Some problems with WeightedRandomSampler

Yeah I see that now while I was trying to print the samples.

Anyway I manage to get my code work but I still have doubt about the sampler. My weights for each class are these:


[0.00961538 0.00155763 0.00127551]

and that’s correct since my class_0 have only few occurrences. When I don’t specify any Sampler I get a class distribution in every batch that looks like this (with batch_size 170):


(array([0, 1, 2]), array([ 6, 75, 89], dtype=int64))

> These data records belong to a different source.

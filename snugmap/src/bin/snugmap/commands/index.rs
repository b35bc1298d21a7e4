use std::path::PathBuf;

use anyhow::Result;
use clap::Args;
use comfy_table::{Cell, Table};
use serde::Serialize;
use snugmap::{IndexDefinition, IndexFieldType, Schema, compile_field};

use crate::commands::load_schema;
use crate::examples::ExampleGroup;
use crate::output::{OutputManager, TableDisplay};
use crate::theme::index_type_color;

pub const EXAMPLES: &[ExampleGroup] = &[
    ExampleGroup {
        title: "Index Definition",
        commands: &[
            "snugmap index bigfoot.toml                     # Show FT.CREATE arguments per field",
            "snugmap --output compact index bigfoot.toml    # Print the full FT.CREATE command",
        ],
    },
    ExampleGroup {
        title: "Rebuild Check",
        commands: &["snugmap index bigfoot.toml --fingerprint \"$(redis-cli GET Bigfoot:index:hash)\""],
    },
];

#[derive(Args)]
pub struct IndexArgs {
    /// Schema definition file (.toml or .json)
    pub schema: PathBuf,

    /// Fingerprint of the deployed index, to check whether it must be rebuilt
    #[arg(long)]
    pub fingerprint: Option<String>,
}

#[derive(Debug, Serialize)]
pub struct IndexReport {
    pub index: String,
    pub storage: String,
    /// SCAN pattern for the entity keys the index covers.
    pub key_pattern: String,
    pub fingerprint_key: String,
    pub fingerprint: String,
    #[serde(skip_serializing_if = "Option::is_none")]
    pub needs_rebuild: Option<bool>,
    pub arguments: Vec<String>,
    pub fields: Vec<FieldArguments>,
    pub warnings: Vec<String>,
}

#[derive(Debug, Serialize)]
pub struct FieldArguments {
    pub name: String,
    #[serde(rename = "type")]
    pub field_type: String,
    #[serde(skip)]
    pub index_type: IndexFieldType,
    pub arguments: Vec<String>,
}

impl TableDisplay for IndexReport {
    fn to_table(&self, output: &OutputManager) -> Table {
        let mut table = output.create_table(&["Field", "Type", "Arguments"]);
        for field in &self.fields {
            let mut field_type = Cell::new(&field.field_type);
            if output.colored() {
                field_type = field_type.fg(index_type_color(field.index_type));
            }
            table.add_row(vec![
                Cell::new(&field.name),
                field_type,
                Cell::new(field.arguments.join(" ")),
            ]);
        }
        table
    }

    fn to_compact(&self) -> String {
        format!("FT.CREATE {}", self.arguments.join(" "))
    }
}

pub fn handle_index(args: IndexArgs, output: &OutputManager) -> Result<()> {
    let schema = load_schema(&args.schema)?;
    output.verbose(&format!("Loaded {} field(s) for {}", schema.fields().len(), schema.entity_name()));

    let definition = IndexDefinition::from_schema(&schema);
    definition.log_warnings();
    let report = build_report(&schema, &definition, args.fingerprint.as_deref());

    output.heading(&format!("Index {}", report.index));
    output.key_value("Storage", &report.storage);
    output.key_value("Prefix", &definition.prefixes.join(", "));
    output.key_value("Keys", &report.key_pattern);
    output.key_value("Fingerprint", &report.fingerprint);
    output.display(&report)?;

    for warning in &report.warnings {
        output.warning(warning);
    }
    match report.needs_rebuild {
        Some(true) => output.info(&format!("Index {} is out of date and must be rebuilt", report.index)),
        Some(false) => output.success(&format!("Index {} is up to date", report.index)),
        None => {}
    }

    Ok(())
}

fn build_report(schema: &Schema, definition: &IndexDefinition, stored_fingerprint: Option<&str>) -> IndexReport {
    let fields = schema
        .fields()
        .iter()
        .map(|field| FieldArguments {
            name: field.name().to_string(),
            field_type: field.field_type().to_string(),
            index_type: field.field_type().index_type(),
            arguments: compile_field(field, schema.data_structure()).arguments,
        })
        .collect();

    IndexReport {
        index: definition.name.clone(),
        storage: definition.data_structure.as_str().to_string(),
        key_pattern: schema.key_context().pattern(),
        fingerprint_key: definition.hash_name.clone(),
        fingerprint: definition.fingerprint(),
        needs_rebuild: stored_fingerprint.map(|stored| definition.needs_rebuild(Some(stored))),
        arguments: definition.arguments(),
        fields,
        warnings: definition.warnings.clone(),
    }
}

(array([0, 1, 2]), array([11, 65, 94], dtype=int64))

(array([0, 1, 2]), array([13, 80, 77], dtype=int64))

(array([0, 1, 2]), array([15, 73, 82], dtype=int64))

(array([0, 1, 2]), array([10, 66, 94], dtype=int64))

and this looks good, in fact it represents the distribution of the class in my dataset as I was expecting.

But with the weighted sampler I get:


array([0, 1, 2]), array([ 1, 66, 103], dtype=int64))

(array([0, 1, 2]), array([ 1, 75, 94], dtype=int64))

(array([0, 1, 2]), array([ 4, 72, 94], dtype=int64))

(array([0, 1, 2]), array([ 1, 75, 94], dtype=int64))

(array([0, 1, 2]), array([ 4, 61, 105], dtype=int64))

(array([0, 1, 2]), array([ 3, 61, 106], dtype=int64))

What I was expecting is to get more samples of my lower presence class but I get less samples of it instead. Furthermore sometimes there are no samples of the class_0 in my batch and this totally mess up with my metrics evaluation. Do you think this is working properly or is there still some bugs?